REQUIRED ACTION
Reproduce, exactly and in full, only the lines below from the one containing "assert!((last[2] + 15.0).abs()" through the one containing "v.position[2].abs() < 1e-5);".

--------------------------------

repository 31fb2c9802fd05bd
/// High-level response after a surface error.
#[derive(Debug, Copy, Clone, Eq, PartialEq)]
pub enum SurfaceErrorAction {
    /// Surface was reconfigured; rendering may resume next frame.
    Reconfigured,
    /// Transient error; skip the current frame.
    SkipFrame,
    /// Fatal error (commonly OOM); terminate.
    Fatal,
}
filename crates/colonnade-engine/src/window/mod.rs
//! Window + runtime loop.
//!
//! Owns the `winit` EventLoop and Window, and wires them to the GPU layer.

mod runtime;

pub use runtime::{Runtime, RuntimeConfig};
fn push_cap(mesh: &mut MeshData, radius: f32, y: f32, height: f32, slices: u32, top: bool) {
    let ny = if top { 1.0 } else { -1.0 };
    let theta_step = TAU / slices as f32;
    let base = mesh.vertices.len() as u32;

    for j in 0..=slices {
        let (s, c) = (j as f32 * theta_step).sin_cos();
        let (x, z) = (radius * c, radius * s);
        mesh.vertices.push(Vertex::new(
            [x, y, z],
            [0.0, ny, 0.0],
            [x / height + 0.5, z / height + 0.5],
        ));
    }
    mesh.vertices
        .push(Vertex::new([0.0, y, 0.0], [0.0, ny, 0.0], [0.5, 0.5]));
    let center = base + slices + 1;

    for j in 0..slices {
        if top {
            mesh.indices.extend_from_slice(&[center, base + j + 1, base + j]);
        } else {
            mesh.indices.extend_from_slice(&[center, base + j, base + j + 1]);
        }
    }
}

/// Regular `sides`-gon prism along Y, flat shaded.
pub fn prism(radius: f32, height: f32, sides: u32) -> MeshData {
    let sides = sides.max(3);
    let top = ring(radius, 0.5 * height, sides);
    let bottom = ring(radius, -0.5 * height, sides);

    let mut faces = vec![top.clone(), bottom.clone()];
    for k in 0..sides as usize {
        let n = (k + 1) % sides as usize;
        faces.push(vec![bottom[k], bottom[n], top[n], top[k]]);
    }
    flat_solid(&faces)
}

pub fn hexagon(width: f32, height: f32) -> MeshData {
    prism(0.5 * width, height, 6)
}

pub fn octagon(width: f32, height: f32) -> MeshData {
    prism(0.5 * width, height, 8)
}

/// Square pyramid, base at `-height / 2`.
pub fn pyramid(width: f32, height: f32) -> MeshData {
    let (w, h) = (0.5 * width, 0.5 * height);
    let apex = Vec3::new(0.0, h, 0.0);
    let a = Vec3::new(-w, -h, -w);
    let b = Vec3::new(w, -h, -w);
    let c = Vec3::new(w, -h, w);
    let d = Vec3::new(-w, -h, w);

    flat_solid(&[
        vec![a, b, c, d],
        vec![a, b, apex],
        vec![b, c, apex],
        vec![c, d, apex],
        vec![d, a, apex],
    ])
}

/// Ramp rising from `+x` to a vertical back face at `-x`.
pub fn wedge(width: f32, height: f32, depth: f32) -> MeshData {
    let (w, h, d) = (0.5 * width, 0.5 * height, 0.5 * depth);
    let b0 = Vec3::new(-w, -h, -d);
    let b1 = Vec3::new(w, -h, -d);
    let b2 = Vec3::new(w, -h, d);
    let b3 = Vec3::new(-w, -h, d);
    let t0 = Vec3::new(-w, h, -d);
    let t1 = Vec3::new(-w, h, d);

    flat_solid(&[
        vec![b0, b1, b2, b3],
        vec![b0, t0, t1, b3],
        vec![b1, b2, t1, t0],
        vec![b0, b1, t0],
        vec![b3, b2, t1],
    ])
}

/// Prism with a triangular cross section in XY, extruded along Z.
pub fn triangular_prism(width: f32, height: f32, depth: f32) -> MeshData {
    let (w, h, d) = (0.5 * width, 0.5 * height, 0.5 * depth);
    let tri = |z: f32| {
        [
            Vec3::new(-w, -h, z),
            Vec3::new(w, -h, z),
            Vec3::new(0.0, h, z),
        ]
    };
    let f = tri(-d);
    let b = tri(d);

    flat_solid(&[
        f.to_vec(),
        b.to_vec(),
        vec![f[0], f[1], b[1], b[0]],
        vec![f[1], f[2], b[2], b[1]],
        vec![f[2], f[0], b[0], b[2]],
    ])
}

/// Two pyramids sharing a `sides`-gon girdle at `y = 0`.
pub fn bipyramid(radius: f32, top: f32, bottom: f32, sides: u32) -> MeshData {
    let sides = sides.max(3) as usize;
    let girdle = ring(radius, 0.0, sides as u32);
    let apex = Vec3::new(0.0, top, 0.0);
    let nadir = Vec3::new(0.0, -bottom, 0.0);

    let mut faces = Vec::with_capacity(2 * sides);
    for k in 0..sides {
        let n = (k + 1) % sides;
        faces.push(vec![girdle[k], girdle[n], apex]);
        faces.push(vec![girdle[n], girdle[k], nadir]);
    }
    flat_solid(&faces)
}

pub fn octahedron(radius: f32) -> MeshData {
    bipyramid(radius, radius, radius, 4)
}

/// Brilliant-style gem: octagonal table, crown down to the girdle, pavilion
/// down to a point.
pub fn diamond(width: f32, height: f32) -> MeshData {
    const SIDES: usize = 8;
    let table_y = 0.5 * height;
    let girdle_y = 0.25 * height;

    let table = ring(0.25 * width, table_y, SIDES as u32);
    let girdle = ring(0.5 * width, girdle_y, SIDES as u32);
    let culet = Vec3::new(0.0, -0.5 * height, 0.0);

    let mut faces = vec![table.clone()];
    for k in 0..SIDES {
        let n = (k + 1) % SIDES;
        faces.push(vec![table[k], table[n], girdle[n], girdle[k]]);
        faces.push(vec![girdle[n], girdle[k], culet]);
    }
    flat_solid(&faces)
}

fn ring(radius: f32, y: f32, sides: u32) -> Vec<Vec3> {
    (0..sides)
        .map(|k| {
            let (s, c) = (TAU * k as f32 / sides as f32).sin_cos();
            Vec3::new(radius * c, y, radius * s)
        })
        .collect()
}

/// Builds a convex polyhedron from planar faces.
///
/// Normals point away from the vertex centroid, so face winding in the input
/// does not matter.
fn flat_solid(faces: &[Vec<Vec3>]) -> MeshData {
    let corners: usize = faces.iter().map(Vec::len).sum();
    let center = faces.iter().flatten().copied().sum::<Vec3>() / corners as f32;

    let mut mesh = MeshData::default();
    for face in faces {
        let n = face.len();
        let face_center = face.iter().copied().sum::<Vec3>() / n as f32;

        let mut normal = (face[1] - face[0])
            .cross(face[2] - face[0])
            .normalize_or_zero();
        if normal.dot(face_center - center) < 0.0 {
            normal = -normal;
        }

        let base = mesh.vertices.len() as u32;
        for (k, p) in face.iter().enumerate() {
            let (s, c) = (TAU * k as f32 / n as f32).sin_cos();
            mesh.vertices.push(Vertex::new(
                p.to_array(),
                normal.to_array(),
                [0.5 + 0.5 * c, 0.5 - 0.5 * s],
            ));
        }
        for k in 1..n as u32 - 1 {
            mesh.indices.extend_from_slice(&[base, base + k, base + k + 1]);
        }
    }
    mesh
}

#[cfg(test)]
mod tests {
    use super::*;

    fn assert_valid(mesh: &MeshData) {
        assert_eq!(mesh.indices.len() % 3, 0);
        let n = mesh.vertices.len() as u32;
        assert!(mesh.indices.iter().all(|&i| i < n), "index out of range");
    }

    fn assert_unit_normals(mesh: &MeshData) {
        for v in &mesh.vertices {
            let len = Vec3::from_array(v.normal).length();
            assert!((len - 1.0).abs() < 1e-4, "normal length {len}");
        }
    }

    /// Every face of a convex flat-shaded solid faces away from its centroid.
    fn assert_outward(mesh: &MeshData) {
        let center = mesh
            .vertices
            .iter()
            .map(|v| Vec3::from_array(v.position))
            .sum::<Vec3>()
            / mesh.vertices.len() as f32;

        for v in &mesh.vertices {
            let p = Vec3::from_array(v.position);
            let n = Vec3::from_array(v.normal);
            assert!((p - center).dot(n) > 0.0, "inward normal at {p:?}");
        }
    }

    #[test]
    fn box_has_six_quads() {
        let m = box_mesh(1.5, 0.5, 1.5);
        assert_valid(&m);
        assert_unit_normals(&m);
        assert_eq!(m.vertices.len(), 24);
        assert_eq!(m.indices.len(), 36);
    }

    #[test]
    fn grid_counts_and_extent() {
        let m = grid(20.0, 30.0, 60, 40);
        assert_valid(&m);
        assert_eq!(m.vertices.len(), 60 * 40);
        assert_eq!(m.indices.len(), 59 * 39 * 6);

        let first = m.vertices[0].position;
        let last = m.vertices[m.vertices.len() - 1].position;
        assert_eq!(first, [-10.0, 0.0, 15.0]);
        assert!((last[0] - 10.0).abs() < 1e-4);
        assert!((last[2] + 15.0).abs() < 1e-4);
    }

    #[test]
    fn sphere_counts() {
        let m = sphere(0.5, 20, 20);
        assert_valid(&m);
        assert_unit_normals(&m);
        assert_eq!(m.vertices.len(), 2 + 19 * 21);
        assert_eq!(m.indices.len(), 2 * 20 * 3 + 18 * 20 * 6);
    }

    #[test]
    fn cylinder_has_both_caps() {
        let m = cylinder(0.5, 0.5, 3.0, 20, 20);
        assert_valid(&m);
        assert_unit_normals(&m);
        assert_eq!(m.vertices.len(), 21 * 21 + 2 * 22);
        assert_eq!(m.indices.len(), 20 * 20 * 6 + 2 * 20 * 3);
    }

    #[test]
    fn cone_skips_top_cap() {
        let m = cone(1.0, 1.0, 20, 20);
        assert_valid(&m);
        assert_eq!(m.vertices.len(), 21 * 21 + 22);
        let top = m
            .vertices
            .iter()
            .filter(|v| v.position[1] > 0.49)
            .all(|v| v.position[0].abs() < 1e-5 && v.position[2].abs() < 1e-5);
        assert!(top, "cone apex ring should collapse to a point");
    }

    #[test]
    fn cone_side_normals_tilt_up() {
        let m = cone(1.0, 1.0, 8, 1);
        let side = &m.vertices[0];
        assert!(side.normal[1] > 0.0);
    }

    #[test]
    fn prisms_are_closed_and_outward() {
        for (m, sides) in [(hexagon(1.5, 1.5), 6), (octagon(1.5, 1.5), 8)] {
            assert_valid(&m);
            assert_unit_normals(&m);
            assert_outward(&m);
            assert_eq!(m.vertices.len(), 2 * sides + 4 * sides);
            assert_eq!(m.triangle_count(), 2 * (sides - 2) + 2 * sides);
        }
    }

    #[test]
    fn polyhedra_are_outward_facing() {
        for m in [
            pyramid(1.0, 1.0),
            wedge(1.5, 1.5, 1.5),
            triangular_prism(1.0, 1.0, 1.0),
            octahedron(0.5),
            diamond(1.0, 1.0),
        ] {
            assert_valid(&m);
            assert_unit_normals(&m);
            assert_outward(&m);
        }
    }

    #[test]
    fn octahedron_has_eight_faces() {
        let m = octahedron(0.5);
        assert_eq!(m.triangle_count(), 8);
        assert_eq!(m.vertices.len(), 24);
    }

    #[test]
    fn pyramid_and_wedge_face_counts() {
        assert_eq!(pyramid(1.0, 1.0).triangle_count(), 2 + 4);
        assert_eq!(wedge(1.0, 1.0, 1.0).triangle_count(), 3 * 2 + 2);
        assert_eq!(triangular_prism(1.0, 1.0, 1.0).triangle_count(), 2 + 3 * 2);
    }

    #[test]
    fn diamond_spans_its_height() {
        let m = diamond(1.0, 2.0);
        let (lo, hi) = m.vertices.iter().fold((f32::MAX, f32::MIN), |(lo, hi), v| {
            (lo.min(v.position[1]), hi.max(v.position[1]))
        });
        assert_eq!(lo, -1.0);
        assert_eq!(hi, 1.0);
    }
}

--------------------------------

TASK OUTPUT
        assert!((last[2] + 15.0).abs() < 1e-4);
    }

    #[test]
    fn sphere_counts() {
        let m = sphere(0.5, 20, 20);
        assert_valid(&m);
        assert_unit_normals(&m);
        assert_eq!(m.vertices.len(), 2 + 19 * 21);
        assert_eq!(m.indices.len(), 2 * 20 * 3 + 18 * 20 * 6);
    }

    #[test]
    fn cylinder_has_both_caps() {
        let m = cylinder(0.5, 0.5, 3.0, 20, 20);
        assert_valid(&m);
        assert_unit_normals(&m);
        assert_eq!(m.vertices.len(), 21 * 21 + 2 * 22);
        assert_eq!(m.indices.len(), 20 * 20 * 6 + 2 * 20 * 3);
    }

    #[test]
    fn cone_skips_top_cap() {
        let m = cone(1.0, 1.0, 20, 20);
        assert_valid(&m);
        assert_eq!(m.vertices.len(), 21 * 21 + 22);
        let top = m
            .vertices
            .iter()
            .filter(|v| v.position[1] > 0.49)
            .all(|v| v.position[0].abs() < 1e-5 && v.position[2].abs() < 1e-5);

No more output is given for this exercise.